(Your task): Find every line containing "first" in the records below and report the tally as a bare number.

================

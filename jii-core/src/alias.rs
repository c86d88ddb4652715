//! # Path Aliases
//!
//! `@name` tokens standing for paths or URLs. An alias may carry a path
//! suffix (`@app/views/site`), in which case the most specific registered
//! prefix wins. Only `/` separates alias segments, so `@foo/barbar` never
//! matches a registered `@foo/bar`.
//!
//! Entries are grouped by root alias (the part before the first `/`). A root
//! with a single plain entry holds just a path. A root that also has more
//! specific sub-aliases holds a list sorted so that longer keys come first.

use crate::error::ConfigError;
use indexmap::IndexMap;
use parking_lot::RwLock;
use std::sync::LazyLock;

#[derive(Debug, Clone)]
enum Entry {
    Path(String),
    Nested(Vec<(String, String)>),
}

/// A table of `@alias` → path mappings.
#[derive(Debug, Clone, Default)]
pub struct AliasTable {
    roots: IndexMap<String, Entry>,
}

fn normalize_name(alias: &str) -> String {
    if alias.starts_with('@') {
        alias.to_string()
    } else {
        format!("@{alias}")
    }
}

fn root_of(alias: &str) -> (&str, bool) {
    match alias.find('/') {
        Some(pos) => (&alias[..pos], true),
        None => (alias, false),
    }
}

/// Whether `name` is `alias` or a `/`-bounded prefix of it.
fn covers(name: &str, alias: &str) -> bool {
    alias
        .strip_prefix(name)
        .is_some_and(|rest| rest.is_empty() || rest.starts_with('/'))
}

fn sort_nested(entries: &mut [(String, String)]) {
    entries.sort_by(|(a, _), (b, _)| b.cmp(a));
}

impl AliasTable {
    /// Create an empty table.
    pub fn new() -> Self {
        Self::default()
    }

    /// Register `alias` for `path`, or remove it when `path` is `None`.
    ///
    /// The leading `@` is optional. A path that is itself an alias is
    /// resolved first; trailing `/` and `\` are trimmed otherwise.
    pub fn set(&mut self, alias: &str, path: Option<&str>) -> Result<(), ConfigError> {
        let alias = normalize_name(alias);
        let (root, nested) = root_of(&alias);
        let root = root.to_string();

        let Some(path) = path else {
            self.remove(&alias, &root, nested);
            return Ok(());
        };

        let path = if path.starts_with('@') {
            self.resolve(path)?
        } else {
            path.trim_end_matches(['/', '\\']).to_string()
        };

        match self.roots.get_mut(&root) {
            None => {
                let entry = if nested {
                    Entry::Nested(vec![(alias, path)])
                } else {
                    Entry::Path(path)
                };
                self.roots.insert(root, entry);
            }
            Some(Entry::Path(existing)) => {
                if nested {
                    let mut entries = vec![(alias, path), (root.clone(), existing.clone())];
                    sort_nested(&mut entries);
                    self.roots.insert(root, Entry::Nested(entries));
                } else {
                    *existing = path;
                }
            }
            Some(Entry::Nested(entries)) => {
                match entries.iter_mut().find(|(name, _)| *name == alias) {
                    Some((_, existing)) => *existing = path,
                    None => entries.push((alias, path)),
                }
                sort_nested(entries);
            }
        }
        Ok(())
    }

    fn remove(&mut self, alias: &str, root: &str, nested: bool) {
        match self.roots.get_mut(root) {
            Some(Entry::Nested(entries)) => {
                entries.retain(|(name, _)| name != alias);
                if entries.is_empty() {
                    self.roots.shift_remove(root);
                }
            }
            Some(Entry::Path(_)) if !nested => {
                self.roots.shift_remove(root);
            }
            _ => {}
        }
    }

    /// Translate an alias into a path.
    ///
    /// Strings not starting with `@` are returned unchanged. Returns `None`
    /// if no registered alias covers `alias`.
    pub fn get(&self, alias: &str) -> Option<String> {
        if !alias.starts_with('@') {
            return Some(alias.to_string());
        }
        let (root, _) = root_of(alias);
        match self.roots.get(root)? {
            Entry::Path(path) => Some(format!("{path}{}", &alias[root.len()..])),
            Entry::Nested(entries) => entries
                .iter()
                .find(|(name, _)| covers(name, alias))
                .map(|(name, path)| format!("{path}{}", &alias[name.len()..])),
        }
    }

    /// Like [`get`](Self::get), failing with [`ConfigError::InvalidAlias`].
    pub fn resolve(&self, alias: &str) -> Result<String, ConfigError> {
        self.get(alias)
            .ok_or_else(|| ConfigError::InvalidAlias(alias.to_string()))
    }

    /// The registered alias that covers `alias`, if any.
    pub fn root_alias(&self, alias: &str) -> Option<String> {
        let (root, _) = root_of(alias);
        match self.roots.get(root)? {
            Entry::Path(_) => Some(root.to_string()),
            Entry::Nested(entries) => entries
                .iter()
                .find(|(name, _)| covers(name, alias))
                .map(|(name, _)| name.clone()),
        }
    }

    /// Whether no alias is registered.
    pub fn is_empty(&self) -> bool {
        self.roots.is_empty()
    }
}

static ALIASES: LazyLock<RwLock<AliasTable>> = LazyLock::new(Default::default);

/// Register or remove a process-wide alias.
pub fn set_alias(alias: &str, path: Option<&str>) -> Result<(), ConfigError> {
    let mut table = ALIASES.write();
    table.set(alias, path)
}

/// Translate a process-wide alias.
///
/// With `throw_on_missing` an uncovered alias is an error; otherwise it
/// yields `Ok(None)`.
pub fn get_alias(alias: &str, throw_on_missing: bool) -> Result<Option<String>, ConfigError> {
    match ALIASES.read().get(alias) {
        Some(path) => Ok(Some(path)),
        None if throw_on_missing => Err(ConfigError::InvalidAlias(alias.to_string())),
        None => Ok(None),
    }
}

/// The registered process-wide alias covering `alias`.
pub fn get_root_alias(alias: &str) -> Option<String> {
    ALIASES.read().root_alias(alias)
}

================

(Written response): 3